* [Dataset extract]:
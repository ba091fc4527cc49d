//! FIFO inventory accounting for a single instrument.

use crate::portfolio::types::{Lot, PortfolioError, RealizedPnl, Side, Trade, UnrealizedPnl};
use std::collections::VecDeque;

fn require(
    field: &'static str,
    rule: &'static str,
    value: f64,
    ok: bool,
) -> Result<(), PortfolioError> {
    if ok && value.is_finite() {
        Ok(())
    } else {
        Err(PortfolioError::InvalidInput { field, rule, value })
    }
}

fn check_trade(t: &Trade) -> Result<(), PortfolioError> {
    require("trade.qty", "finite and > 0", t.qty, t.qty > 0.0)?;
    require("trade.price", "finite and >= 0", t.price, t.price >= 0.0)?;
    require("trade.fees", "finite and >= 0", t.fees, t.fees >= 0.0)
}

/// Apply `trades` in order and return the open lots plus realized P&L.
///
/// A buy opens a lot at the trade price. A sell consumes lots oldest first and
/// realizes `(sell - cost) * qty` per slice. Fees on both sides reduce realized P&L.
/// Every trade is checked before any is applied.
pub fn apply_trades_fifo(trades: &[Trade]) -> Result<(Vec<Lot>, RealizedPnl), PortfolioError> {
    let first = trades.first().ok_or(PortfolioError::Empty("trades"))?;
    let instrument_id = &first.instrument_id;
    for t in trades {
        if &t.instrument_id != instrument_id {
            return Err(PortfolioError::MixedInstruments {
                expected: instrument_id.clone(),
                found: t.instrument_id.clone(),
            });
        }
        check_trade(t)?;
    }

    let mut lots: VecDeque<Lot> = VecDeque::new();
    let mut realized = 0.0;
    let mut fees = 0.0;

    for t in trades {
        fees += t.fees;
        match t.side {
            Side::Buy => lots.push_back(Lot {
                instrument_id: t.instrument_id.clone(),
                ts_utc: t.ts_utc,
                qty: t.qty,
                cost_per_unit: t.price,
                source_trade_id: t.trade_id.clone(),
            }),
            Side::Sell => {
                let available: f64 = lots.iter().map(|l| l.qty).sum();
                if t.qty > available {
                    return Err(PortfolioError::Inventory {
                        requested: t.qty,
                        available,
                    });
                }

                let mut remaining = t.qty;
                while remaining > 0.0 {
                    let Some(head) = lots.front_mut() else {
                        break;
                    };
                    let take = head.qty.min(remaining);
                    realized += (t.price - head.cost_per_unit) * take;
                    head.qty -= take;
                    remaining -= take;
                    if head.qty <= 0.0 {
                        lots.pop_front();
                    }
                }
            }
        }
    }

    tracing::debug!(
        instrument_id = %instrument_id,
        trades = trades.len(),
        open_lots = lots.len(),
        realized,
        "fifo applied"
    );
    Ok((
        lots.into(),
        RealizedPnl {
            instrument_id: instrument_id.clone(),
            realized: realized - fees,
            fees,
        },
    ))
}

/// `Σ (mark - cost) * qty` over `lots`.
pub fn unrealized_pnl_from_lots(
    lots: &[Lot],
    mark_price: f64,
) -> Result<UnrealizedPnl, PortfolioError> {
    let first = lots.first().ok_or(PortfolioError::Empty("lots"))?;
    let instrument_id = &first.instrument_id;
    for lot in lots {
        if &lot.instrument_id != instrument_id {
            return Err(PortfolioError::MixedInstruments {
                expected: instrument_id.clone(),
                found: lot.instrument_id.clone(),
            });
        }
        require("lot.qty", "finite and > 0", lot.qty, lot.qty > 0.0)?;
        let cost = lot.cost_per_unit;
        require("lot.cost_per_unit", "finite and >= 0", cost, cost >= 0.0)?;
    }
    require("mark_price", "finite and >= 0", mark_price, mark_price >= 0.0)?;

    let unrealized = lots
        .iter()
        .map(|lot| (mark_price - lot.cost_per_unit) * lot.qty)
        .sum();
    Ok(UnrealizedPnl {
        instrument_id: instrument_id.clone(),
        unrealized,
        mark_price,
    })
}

---

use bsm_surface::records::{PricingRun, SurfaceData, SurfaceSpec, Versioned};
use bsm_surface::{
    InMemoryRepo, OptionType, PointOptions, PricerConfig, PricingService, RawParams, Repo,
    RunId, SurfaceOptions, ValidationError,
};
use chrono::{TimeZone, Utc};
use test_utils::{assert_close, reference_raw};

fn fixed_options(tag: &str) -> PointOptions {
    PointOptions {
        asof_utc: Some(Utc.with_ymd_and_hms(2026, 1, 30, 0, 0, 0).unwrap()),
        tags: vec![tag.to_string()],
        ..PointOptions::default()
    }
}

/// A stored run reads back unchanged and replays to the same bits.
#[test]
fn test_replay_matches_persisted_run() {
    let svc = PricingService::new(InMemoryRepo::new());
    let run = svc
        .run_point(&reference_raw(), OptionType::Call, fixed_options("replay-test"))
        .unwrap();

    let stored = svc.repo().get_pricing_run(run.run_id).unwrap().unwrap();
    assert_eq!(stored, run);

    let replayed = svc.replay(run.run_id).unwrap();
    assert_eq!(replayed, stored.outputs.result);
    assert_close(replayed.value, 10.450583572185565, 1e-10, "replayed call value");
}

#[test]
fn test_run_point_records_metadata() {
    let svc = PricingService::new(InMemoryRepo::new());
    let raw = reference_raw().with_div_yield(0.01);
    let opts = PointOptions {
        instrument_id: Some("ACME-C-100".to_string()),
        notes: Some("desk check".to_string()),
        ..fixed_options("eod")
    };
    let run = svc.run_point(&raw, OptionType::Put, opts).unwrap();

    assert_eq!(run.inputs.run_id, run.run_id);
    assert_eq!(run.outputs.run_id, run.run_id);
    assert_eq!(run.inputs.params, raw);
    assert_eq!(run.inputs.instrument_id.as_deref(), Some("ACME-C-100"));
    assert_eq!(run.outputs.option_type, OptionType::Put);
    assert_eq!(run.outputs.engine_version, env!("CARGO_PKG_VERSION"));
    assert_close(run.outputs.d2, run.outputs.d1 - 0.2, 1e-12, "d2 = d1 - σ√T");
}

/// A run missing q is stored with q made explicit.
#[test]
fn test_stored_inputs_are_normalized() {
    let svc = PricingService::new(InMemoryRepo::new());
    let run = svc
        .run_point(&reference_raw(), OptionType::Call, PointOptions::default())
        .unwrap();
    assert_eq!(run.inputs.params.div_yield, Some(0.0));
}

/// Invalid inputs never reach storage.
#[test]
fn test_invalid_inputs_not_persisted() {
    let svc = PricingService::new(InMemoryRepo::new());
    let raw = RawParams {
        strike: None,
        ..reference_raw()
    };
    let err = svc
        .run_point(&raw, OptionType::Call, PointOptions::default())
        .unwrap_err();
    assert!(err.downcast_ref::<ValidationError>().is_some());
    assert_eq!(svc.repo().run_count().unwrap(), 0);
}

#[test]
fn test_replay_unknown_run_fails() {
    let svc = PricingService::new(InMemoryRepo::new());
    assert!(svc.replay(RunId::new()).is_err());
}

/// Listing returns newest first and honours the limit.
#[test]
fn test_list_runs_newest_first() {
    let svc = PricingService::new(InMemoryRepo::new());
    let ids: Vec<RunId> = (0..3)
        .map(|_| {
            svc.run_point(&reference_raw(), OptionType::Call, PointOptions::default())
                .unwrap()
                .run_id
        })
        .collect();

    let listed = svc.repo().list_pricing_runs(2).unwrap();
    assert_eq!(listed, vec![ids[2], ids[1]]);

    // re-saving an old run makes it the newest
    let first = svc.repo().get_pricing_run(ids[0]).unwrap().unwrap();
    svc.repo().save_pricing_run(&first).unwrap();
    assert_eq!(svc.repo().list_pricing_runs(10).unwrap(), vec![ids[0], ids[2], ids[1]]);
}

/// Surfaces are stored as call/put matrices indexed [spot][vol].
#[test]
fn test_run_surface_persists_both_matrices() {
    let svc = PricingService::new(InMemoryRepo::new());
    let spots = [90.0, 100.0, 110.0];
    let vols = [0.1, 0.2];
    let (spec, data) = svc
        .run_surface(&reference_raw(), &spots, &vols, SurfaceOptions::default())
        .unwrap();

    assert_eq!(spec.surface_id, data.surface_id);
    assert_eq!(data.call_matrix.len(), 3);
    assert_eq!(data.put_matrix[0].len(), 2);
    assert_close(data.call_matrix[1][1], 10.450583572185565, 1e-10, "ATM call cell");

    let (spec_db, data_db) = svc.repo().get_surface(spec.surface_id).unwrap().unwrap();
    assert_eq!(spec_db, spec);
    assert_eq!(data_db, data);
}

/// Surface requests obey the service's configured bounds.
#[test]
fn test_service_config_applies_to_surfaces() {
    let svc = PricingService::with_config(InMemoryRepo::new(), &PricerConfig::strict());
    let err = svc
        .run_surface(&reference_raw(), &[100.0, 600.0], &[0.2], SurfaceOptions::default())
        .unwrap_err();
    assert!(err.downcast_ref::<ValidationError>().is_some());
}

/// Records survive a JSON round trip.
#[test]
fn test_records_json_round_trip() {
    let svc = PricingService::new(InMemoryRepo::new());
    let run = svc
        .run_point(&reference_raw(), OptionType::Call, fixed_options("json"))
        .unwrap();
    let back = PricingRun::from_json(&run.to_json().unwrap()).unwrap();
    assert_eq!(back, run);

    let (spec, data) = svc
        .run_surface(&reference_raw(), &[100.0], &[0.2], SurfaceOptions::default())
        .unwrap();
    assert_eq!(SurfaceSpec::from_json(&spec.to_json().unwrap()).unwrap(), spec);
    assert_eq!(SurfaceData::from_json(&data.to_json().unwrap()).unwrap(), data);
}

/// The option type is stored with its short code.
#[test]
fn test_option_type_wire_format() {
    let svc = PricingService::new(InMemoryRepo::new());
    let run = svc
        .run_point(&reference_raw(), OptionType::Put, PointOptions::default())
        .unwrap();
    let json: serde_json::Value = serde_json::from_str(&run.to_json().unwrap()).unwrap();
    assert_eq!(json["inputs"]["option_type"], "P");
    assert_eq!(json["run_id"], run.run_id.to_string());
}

* [What needs to be done]: Throughout the material above, find every line holding "require" and copy it.

* [Response to this exercise]:
fn require(
    require("trade.qty", "finite and > 0", t.qty, t.qty > 0.0)?;
    require("trade.price", "finite and >= 0", t.price, t.price >= 0.0)?;
    require("trade.fees", "finite and >= 0", t.fees, t.fees >= 0.0)
        require("lot.qty", "finite and > 0", lot.qty, lot.qty > 0.0)?;
        require("lot.cost_per_unit", "finite and >= 0", cost, cost >= 0.0)?;
    require("mark_price", "finite and >= 0", mark_price, mark_price >= 0.0)?;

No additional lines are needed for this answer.